Path to this page:
Subject: CVS commit: pkgsrc/databases/R-dbplyr
From: Makoto Fujiwara
Date: 2024-12-14 14:38:41
Message id: 20241214133841.72D1DFC1C@cvs.NetBSD.org
Log Message:
(databases/R-dbplyr) Updated 2.3.2 to 2.5.0
# dbplyr 2.5.0
## Improved tools for qualified table names
* Specification of table names with schema/catalogs has been overhauled to
make it simpler. This includes the following features and fixes:
* The simplest way to refer to a qualified table is now to wrap it in
`I()`, e.g. `I("schema_name.table_name")`.

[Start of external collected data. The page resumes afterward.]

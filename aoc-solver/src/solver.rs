//! Core solver traits

use crate::error::{ParseError, SolveError};

/// Parses puzzle input into the data shared by every part of a solver.
///
/// # Example
///
/// ```
/// use aoc_solver::{AocParser, ParseError};
///
/// struct Day1;
///
/// impl AocParser for Day1 {
///     type SharedData<'a> = Vec<i32>;
///
///     fn parse(input: &str) -> Result<Self::SharedData<'_>, ParseError> {
///         input
///             .lines()
///             .map(|l| l.parse().map_err(|_| ParseError::InvalidFormat("bad int".into())))
///             .collect()
///     }
/// }
/// ```
pub trait AocParser {
    /// Parsed input plus any intermediate results cached between parts.
    ///
    /// Owned types are simplest; `&'a str` works for zero-copy data.
    type SharedData<'a>;

    /// Parse the input string into the shared data structure.
    fn parse<'a>(input: &'a str) -> Result<Self::SharedData<'a>, ParseError>;
}

/// Solves part `N` of a puzzle.
///
/// Implement once per part and let `#[derive(AocSolver)]` generate the
/// [`Solver`] dispatch.
///
/// ```
/// use aoc_solver::{AocParser, PartSolver, ParseError, SolveError};
///
/// struct Day1;
///
/// impl AocParser for Day1 {
///     type SharedData<'a> = Vec<i32>;
///
///     fn parse(input: &str) -> Result<Self::SharedData<'_>, ParseError> {
///         input
///             .lines()
///             .map(|l| l.parse().map_err(|_| ParseError::InvalidFormat("bad int".into())))
///             .collect()
///     }
/// }
///
/// impl PartSolver<1> for Day1 {
///     fn solve(shared: &mut Self::SharedData<'_>) -> Result<String, SolveError> {
///         Ok(shared.iter().sum::<i32>().to_string())
///     }
/// }
/// ```
pub trait PartSolver<const N: u8>: AocParser {
    /// Solve this part. `shared` is mutable so parts can cache work for later parts.
    fn solve(shared: &mut Self::SharedData<'_>) -> Result<String, SolveError>;
}

/// Core trait that all Advent of Code solvers implement.
///
/// Usually derived with `#[derive(AocSolver)]`, which maps `part` onto the
/// matching [`PartSolver`] impl.
pub trait Solver: AocParser {
    /// Number of parts this solver implements
    const PARTS: u8;

    /// Solve a specific part of the problem
    ///
    /// # Returns
    /// * `Ok(String)` - The answer for this part
    /// * `Err(SolveError::PartNotImplemented)` - The part is not implemented
    /// * `Err(SolveError::SolveFailed)` - An error occurred while solving
    fn solve_part(shared: &mut Self::SharedData<'_>, part: u8) -> Result<String, SolveError>;
}

/// Range-checked part dispatch for every [`Solver`].
pub trait SolverExt: Solver {
    fn solve_part_checked_range(
        shared: &mut Self::SharedData<'_>,
        part: u8,
    ) -> Result<String, SolveError> {
        if (1..=Self::PARTS).contains(&part) {
            Self::solve_part(shared, part)
        } else {
            Err(SolveError::PartOutOfRange(part))
        }
    }
}

impl<T: Solver + ?Sized> SolverExt for T {}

* Use of `sql()` and `ident_q()` inside `in_catalog()` and `in_schema()`
is once again supported (#1388).
* It's ok to use `ident_q()` once again (#1413) and you should no longer
see unsuppressable warnings about using `in_schema()` (#1408).
* The names of the arguments to `Id()` no longer matter, only their order
(#1416). Additionally, thanks to changes to the DBI package, you no
longer need to name each argument.
* If you accidentally pass a named vector to any of the database identifer
functions, those names will be automatically stripped (#1404).
* `tbl_sql(check_from)` is now deprecated.
* dbplyr now exports some tools to work with the internal `table_path` class
which is useful for certain backends that need to work with this
data structure (#1300).
## Improved SQL
* New translations for clock functions `add_years()`, `add_days()`,
`date_build()`, `get_year()`, `get_month()`, `get_day()`,
and `base::difftime()` on SQL server, Redshift, Snowflake, and Postgres.
* `select()` will keep computed columns used to `arrange()` subqueries that are
eliminated by a subsequent select (@ejneer, #1437).
* `semi_join()` will no longer inline away an aggregate filter (i.e. `HAVING`
clause) that was followed by a `select()` (@ejneer, #1474)
* Improved function translations:
* Functions qualified with the base namespace are now also translated, e.g.
`base::paste0(x, "_1")` is now translated (@mgirlich, #1022).
* `-1 + x` now generates a translation instead erroring (#1420).
* `x$name` never attempts to evaluate `name` (#1368).
* You can once again use `NULL` on the LHS of an infix operator in order
to generate SQL with unusual syntax (#1345).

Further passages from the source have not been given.